Mycobacterium leprae uptakes various bivalent metal ions via different transporters in host species. Uptake of Cu²⁺ and Zn²⁺ are essential for generation of superoxide dismutases and catalases, which provide defense against reactive oxygen species mediated death of this pathogen in macrophages. Furthermore, it has also been noticed that levels of different bivalent metal ions (Ca²⁺, Mg²⁺, Cu²⁺ and Zn²⁺) in blood serum are altered in leprotic patients. Mycobacterium leprae HSP18 is an immunodominant antigen which helps in growth and survival of Mycobacterium leprae in host species. A possible link can exist between HSP18 and aberration of bivalent metal ion homeostasis. Therefore, we investigated the interaction of these four bivalent metal ions with HSP18 and found that the protein only interacts with Zn²⁺ and Cu²⁺. Such association process is reversible and moderately high affinity in nature with unit binding stoichiometry. Theoretical studies revealed that the most probable site for Zn²⁺-binding lies in the N-terminal domain; While, the same for Cu²⁺-binding lies in the “α-crystallin domain” of HSP18. Binding of Zn²⁺/Cu²⁺ to HSP18 brings about subtle changes in the secondary and tertiary structure of HSP18 but are distinctly opposite in nature. While Zn²⁺ causes oligomeric association, Cu²⁺ leads to oligomeric dissociation of HSP18. Structural stability, surface hydrophobicity and chaperone activity of HSP18 are enhanced on Zn²⁺ binding, while all of them are reduced upon Cu²⁺ binding. Altogether, metal ions binding to HSP18 regulate its function which may have far reaching effect on the survival and pathogenicity of Mycobacterium leprae in host species.
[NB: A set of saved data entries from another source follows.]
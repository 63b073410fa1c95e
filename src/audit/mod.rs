//! Vulnerability audit.
//!
//! Runs `npm audit --json` for the project and correlates the reported
//! vulnerabilities with the modules linked into the bundle.

pub mod npm;

pub use npm::NpmAudit;

use crate::types::{Module, Result};
use serde::{Deserialize, Serialize};
use std::collections::HashMap;

/// Decoded `npm audit --json` output (report version 2).
#[derive(Debug, Clone, Default, Serialize, Deserialize)]
#[serde(rename_all = "camelCase")]
pub struct AuditReport {
    #[serde(default)]
    pub audit_report_version: u32,
    #[serde(default)]
    pub vulnerabilities: HashMap<String, Vulnerability>,
    #[serde(default)]
    pub metadata: Metadata,
}

/// A vulnerable package.
///
/// npm mixes two kinds of entries in `via`: advisories that affect the package
/// directly and names of upstream packages that pull a vulnerability in. They are
/// split into `cause` and `caused_by`.
#[derive(Debug, Clone, Default, Serialize, Deserialize)]
#[serde(from = "RawVulnerability", rename_all = "camelCase")]
pub struct Vulnerability {
    pub name: String,
    pub severity: String,
    pub range: String,
    pub nodes: Vec<String>,
    pub cause: Vec<Advisory>,
    pub caused_by: Vec<String>,
    pub fix_available: Option<FixAvailable>,
}

/// An advisory that directly affects a package.
#[derive(Debug, Clone, Default, Serialize, Deserialize, PartialEq, Eq)]
#[serde(default)]
pub struct Advisory {
    pub source: u64,
    pub name: String,
    pub dependency: String,
    pub title: String,
    pub url: String,
    pub severity: String,
    pub range: String,
}

#[derive(Debug, Clone, Default, Serialize, Deserialize, PartialEq, Eq)]
#[serde(default, rename_all = "camelCase")]
pub struct FixAvailable {
    pub name: String,
    pub version: String,
    pub is_sem_ver_major: bool,
}

#[derive(Debug, Clone, Default, Serialize, Deserialize)]
#[serde(default)]
pub struct Metadata {
    pub vulnerabilities: VulnerabilityCounts,
    pub dependencies: DependencyCounts,
}

#[derive(Debug, Clone, Default, Serialize, Deserialize)]
#[serde(default)]
pub struct VulnerabilityCounts {
    pub info: u32,
    pub low: u32,
    pub moderate: u32,
    pub high: u32,
    pub critical: u32,
    pub total: u32,
}

#[derive(Debug, Clone, Default, Serialize, Deserialize)]
#[serde(default, rename_all = "camelCase")]
pub struct DependencyCounts {
    pub prod: u32,
    pub dev: u32,
    pub optional: u32,
    pub peer: u32,
    pub peer_optional: u32,
    pub total: u32,
}

#[derive(Deserialize)]
#[serde(rename_all = "camelCase")]
struct RawVulnerability {
    #[serde(default)]
    name: String,
    #[serde(default)]
    severity: String,
    #[serde(default)]
    range: String,
    #[serde(default)]
    nodes: Vec<String>,
    #[serde(default)]
    via: Vec<Via>,
    #[serde(default)]
    fix_available: Fix,
}

#[derive(Deserialize)]
#[serde(untagged)]
enum Via {
    Package(String),
    Advisory(Advisory),
}

#[derive(Deserialize)]
#[serde(untagged)]
enum Fix {
    Flag(bool),
    Available(FixAvailable),
}

impl Default for Fix {
    fn default() -> Self {
        Fix::Flag(false)
    }
}

impl From<RawVulnerability> for Vulnerability {
    fn from(raw: RawVulnerability) -> Self {
        let mut cause = Vec::new();
        let mut caused_by = Vec::new();
        for via in raw.via {
            match via {
                Via::Package(name) => caused_by.push(name),
                Via::Advisory(advisory) => cause.push(advisory),
            }
        }

        let fix_available = match raw.fix_available {
            Fix::Flag(false) => None,
            Fix::Flag(true) => Some(FixAvailable::default()),
            Fix::Available(fix) => Some(fix),
        };

        Self {
            name: raw.name,
            severity: raw.severity,
            range: raw.range,
            nodes: raw.nodes,
            cause,
            caused_by,
            fix_available,
        }
    }
}

/// Decode `npm audit --json` output.
pub fn parse_report(bytes: &[u8]) -> Result<AuditReport> {
    Ok(serde_json::from_slice(bytes)?)
}

/// A linked module with a known vulnerability.
#[derive(Debug, Clone, Serialize, Deserialize)]
pub struct AuditFinding {
    pub name: String,
    pub version: String,
    pub severity: String,
    pub range: String,
    pub cause: Vec<Advisory>,
    pub caused_by: Vec<String>,
}

/// Look up every module by name in the audit report.
///
/// Modules without an entry have no known vulnerability and are left out.
pub fn correlate(modules: &[Module], report: &AuditReport) -> Vec<AuditFinding> {
    let by_name: HashMap<&str, &Vulnerability> = report
        .vulnerabilities
        .values()
        .map(|v| (v.name.as_str(), v))
        .collect();

    modules
        .iter()
        .filter_map(|module| {
            let vulnerability = by_name.get(module.name.as_str())?;
            Some(AuditFinding {
                name: module.name.clone(),
                version: module.version.clone(),
                severity: vulnerability.severity.clone(),
                range: vulnerability.range.clone(),
                cause: vulnerability.cause.clone(),
                caused_by: vulnerability.caused_by.clone(),
            })
        })
        .collect()
}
麻风分枝杆菌通过宿主物种中的不同转运蛋白吸收各种二价金属离子。摄取Cu ²⁺和Zn ²⁺对于产生超氧化物歧化酶和过氧化氢酶是必不可少的，超氧化物歧化酶和过氧化氢酶可防御巨噬细胞中活性氧介导的这种病原体死亡的防御。此外，还注意到麻风病患者血清中不同的二价金属离子（Ca 2 ⁺，Mg 2 ⁺，Cu ²⁺和Zn ²⁺）的水平发生了变化。麻风分枝杆菌HSP18是一种免疫显性抗原，有助于麻风分枝杆菌的生长和存活在宿主物种中。HSP18与二价金属离子稳态平衡之间可能存在联系。因此，我们研究了这四个二价金属离子与HSP18的相互作用，发现该蛋白质仅与Zn ²⁺和Cu ²⁺相互作用。这样的缔合过程是可逆的，并且本质上具有单位结合化学计量的适度高亲和力。理论研究表明，最可能的Zn ²⁺结合位点位于N末端域。然而，Cu ²⁺结合的相同之处在于HSP18的“α-晶状体结构域”。Zn ²⁺ / Cu ^2+的结合HSP18的突变导致HSP18的二级和三级结构发生细微变化，但本质上却截然相反。Zn ²⁺引起寡聚缔合，而Cu ²⁺导致HSP18寡聚解离。HSP18的结构稳定性，表面疏水性和分子伴侣活性在Zn ²⁺结合时得到增强，而所有这些在Cu ²⁺结合时都降低。总之，与HSP18结合的金属离子调节其功能，这可能对麻风分枝杆菌在宿主物种中的存活和致病性具有深远的影响。